Collected data:

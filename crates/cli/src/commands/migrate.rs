//! Document-store schema migrations.
//!
//! # Environment Variables
//!
//! - `DATABASE_URL` - `PostgreSQL` connection string

use super::{CommandError, connect_default};

/// Run the embedded migrations against `DATABASE_URL`.
pub async fn run() -> Result<(), CommandError> {
    let store = connect_default().await?;
    tracing::info!("Running document-store migrations...");
    store.migrate().await?;
    tracing::info!("Migrations complete");
    Ok(())
}
//! Agent roster repository.

use std::sync::Arc;

use loanmitra_core::{Agent, AgentKey, AdminKey, AdminUserRecord, Email};
use uuid::Uuid;

use crate::store::{DocumentStore, StoreError, collections, decode};

#[derive(Clone)]
pub struct AgentRepository {
    store: Arc<dyn DocumentStore>,
}

impl AgentRepository {
    #[must_use]
    pub fn new(store: Arc<dyn DocumentStore>) -> Self {
        Self { store }
    }

    /// Point read by store key.
    ///
    /// # Errors
    ///
    /// Returns [`StoreError`] on a failed read or a malformed record.
    pub async fn get(&self, key: &AgentKey) -> Result<Option<Agent>, StoreError> {
        self.store
            .get(collections::AGENTS, key.as_str())
            .await?
            .map(|doc| decode(collections::AGENTS, key.as_str(), doc))
            .transpose()
    }

    /// Lookup by the human-facing agent code.
    ///
    /// # Errors
    ///
    /// Returns [`StoreError`] on a failed read or a malformed record.
    pub async fn find_by_code(&self, code: &str) -> Result<Option<(AgentKey, Agent)>, StoreError> {
        let hits = self
            .store
            .find_eq(collections::AGENTS, "agent_code", code)
            .await?;
        hits.into_iter()
            .next()
            .map(|(key, doc)| {
                let agent = decode(collections::AGENTS, &key, doc)?;
                Ok((AgentKey::new(key), agent))
            })
            .transpose()
    }

    /// Active roster record for an email, if any.
    ///
    /// # Errors
    ///
    /// Returns [`StoreError`] on a failed read or a malformed record.
    pub async fn find_active_by_email(
        &self,
        email: &Email,
    ) -> Result<Option<(AgentKey, Agent)>, StoreError> {
        let hits = self
            .store
            .find_eq(collections::AGENTS, "email", email.as_str())
            .await?;
        for (key, doc) in hits {
            let agent: Agent = decode(collections::AGENTS, &key, doc)?;
            if agent.status.is_active() {
                return Ok(Some((AgentKey::new(key), agent)));
            }
        }
        Ok(None)
    }

    /// Point read into the legacy admin collection (used by the hierarchy
    /// resolver's cross-collection probe).
    ///
    /// # Errors
    ///
    /// Returns [`StoreError`] on a failed read or a malformed record.
    pub async fn admin_record(
        &self,
        key: &AdminKey,
    ) -> Result<Option<AdminUserRecord>, StoreError> {
        self.store
            .get(collections::ADMINS, key.as_str())
            .await?
            .map(|doc| decode(collections::ADMINS, key.as_str(), doc))
            .transpose()
    }

    /// Full roster, oldest first.
    ///
    /// # Errors
    ///
    /// Returns [`StoreError`] on a failed read or a malformed record.
    pub async fn list(&self) -> Result<Vec<(AgentKey, Agent)>, StoreError> {
        self.store
            .list(collections::AGENTS, None)
            .await?
            .into_iter()
            .map(|(key, doc)| {
                let agent = decode(collections::AGENTS, &key, doc)?;
                Ok((AgentKey::new(key), agent))
            })
            .collect()
    }

    /// Create a roster record under a fresh store key.
    ///
    /// # Errors
    ///
    /// Returns [`StoreError`] if serialization or the write fails.
    pub async fn create(&self, agent: &Agent) -> Result<AgentKey, StoreError> {
        let key = AgentKey::new(format!("agent-{}", Uuid::new_v4()));
        let doc = serde_json::to_value(agent).map_err(|source| StoreError::Malformed {
            path: format!("{}/{}", collections::AGENTS, key.as_str()),
            source,
        })?;
        self.store.put(collections::AGENTS, key.as_str(), doc).await?;
        Ok(key)
    }

    /// Shallow-merge updated fields into a roster record.
    ///
    /// # Errors
    ///
    /// Returns [`StoreError`] if the write fails.
    pub async fn update(&self, key: &AgentKey, partial: serde_json::Value) -> Result<(), StoreError> {
        self.store
            .update(collections::AGENTS, key.as_str(), partial)
            .await
    }

    /// Flip a roster record to inactive. Roster records are never
    /// hard-deleted.
    ///
    /// # Errors
    ///
    /// Returns [`StoreError`] if the write fails.
    pub async fn deactivate(&self, key: &AgentKey) -> Result<(), StoreError> {
        self.update(key, serde_json::json!({ "status": "inactive" }))
            .await
    }
}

● **Assigned task**
Make an exact copy of every entry.

● **Output of the exercise**
filename crates/cli/src/commands/migrate.rs
//! Document-store schema migrations.
//!
//! # Environment Variables
//!
//! - `DATABASE_URL` - `PostgreSQL` connection string

use super::{CommandError, connect_default};

/// Run the embedded migrations against `DATABASE_URL`.
pub async fn run() -> Result<(), CommandError> {
    let store = connect_default().await?;
    tracing::info!("Running document-store migrations...");
    store.migrate().await?;
    tracing::info!("Migrations complete");
    Ok(())
}
//! Agent roster repository.

use std::sync::Arc;

use loanmitra_core::{Agent, AgentKey, AdminKey, AdminUserRecord, Email};
use uuid::Uuid;

use crate::store::{DocumentStore, StoreError, collections, decode};

#[derive(Clone)]
pub struct AgentRepository {
    store: Arc<dyn DocumentStore>,
}

impl AgentRepository {
    #[must_use]
    pub fn new(store: Arc<dyn DocumentStore>) -> Self {
        Self { store }
    }

    /// Point read by store key.
    ///
    /// # Errors
    ///
    /// Returns [`StoreError`] on a failed read or a malformed record.
    pub async fn get(&self, key: &AgentKey) -> Result<Option<Agent>, StoreError> {
        self.store
            .get(collections::AGENTS, key.as_str())
            .await?
            .map(|doc| decode(collections::AGENTS, key.as_str(), doc))
            .transpose()
    }

    /// Lookup by the human-facing agent code.
    ///
    /// # Errors
    ///
    /// Returns [`StoreError`] on a failed read or a malformed record.
    pub async fn find_by_code(&self, code: &str) -> Result<Option<(AgentKey, Agent)>, StoreError> {
        let hits = self
            .store
            .find_eq(collections::AGENTS, "agent_code", code)
            .await?;
        hits.into_iter()
            .next()
            .map(|(key, doc)| {
                let agent = decode(collections::AGENTS, &key, doc)?;
                Ok((AgentKey::new(key), agent))
            })
            .transpose()
    }

    /// Active roster record for an email, if any.
    ///
    /// # Errors
    ///
    /// Returns [`StoreError`] on a failed read or a malformed record.
    pub async fn find_active_by_email(
        &self,
        email: &Email,
    ) -> Result<Option<(AgentKey, Agent)>, StoreError> {
        let hits = self
            .store
            .find_eq(collections::AGENTS, "email", email.as_str())
            .await?;
        for (key, doc) in hits {
            let agent: Agent = decode(collections::AGENTS, &key, doc)?;
            if agent.status.is_active() {
                return Ok(Some((AgentKey::new(key), agent)));
            }
        }
        Ok(None)
    }

    /// Point read into the legacy admin collection (used by the hierarchy
    /// resolver's cross-collection probe).
    ///
    /// # Errors
    ///
    /// Returns [`StoreError`] on a failed read or a malformed record.
    pub async fn admin_record(
        &self,
        key: &AdminKey,
    ) -> Result<Option<AdminUserRecord>, StoreError> {
        self.store
            .get(collections::ADMINS, key.as_str())
            .await?
            .map(|doc| decode(collections::ADMINS, key.as_str(), doc))
            .transpose()
    }

    /// Full roster, oldest first.
    ///
    /// # Errors
    ///
    /// Returns [`StoreError`] on a failed read or a malformed record.
    pub async fn list(&self) -> Result<Vec<(AgentKey, Agent)>, StoreError> {
        self.store
            .list(collections::AGENTS, None)
            .await?
            .into_iter()
            .map(|(key, doc)| {
                let agent = decode(collections::AGENTS, &key, doc)?;
                Ok((AgentKey::new(key), agent))
            })
            .collect()
    }

    /// Create a roster record under a fresh store key.
    ///
    /// # Errors
    ///
    /// Returns [`StoreError`] if serialization or the write fails.
    pub async fn create(&self, agent: &Agent) -> Result<AgentKey, StoreError> {
        let key = AgentKey::new(format!("agent-{}", Uuid::new_v4()));
        let doc = serde_json::to_value(agent).map_err(|source| StoreError::Malformed {
            path: format!("{}/{}", collections::AGENTS, key.as_str()),
            source,
        })?;
        self.store.put(collections::AGENTS, key.as_str(), doc).await?;
        Ok(key)
    }

    /// Shallow-merge updated fields into a roster record.
    ///
    /// # Errors
    ///
    /// Returns [`StoreError`] if the write fails.
    pub async fn update(&self, key: &AgentKey, partial: serde_json::Value) -> Result<(), StoreError> {
        self.store
            .update(collections::AGENTS, key.as_str(), partial)
            .await
    }

    /// Flip a roster record to inactive. Roster records are never
    /// hard-deleted.
    ///
    /// # Errors
    ///
    /// Returns [`StoreError`] if the write fails.
    pub async fn deactivate(&self, key: &AgentKey) -> Result<(), StoreError> {
        self.update(key, serde_json::json!({ "status": "inactive" }))
            .await
    }
}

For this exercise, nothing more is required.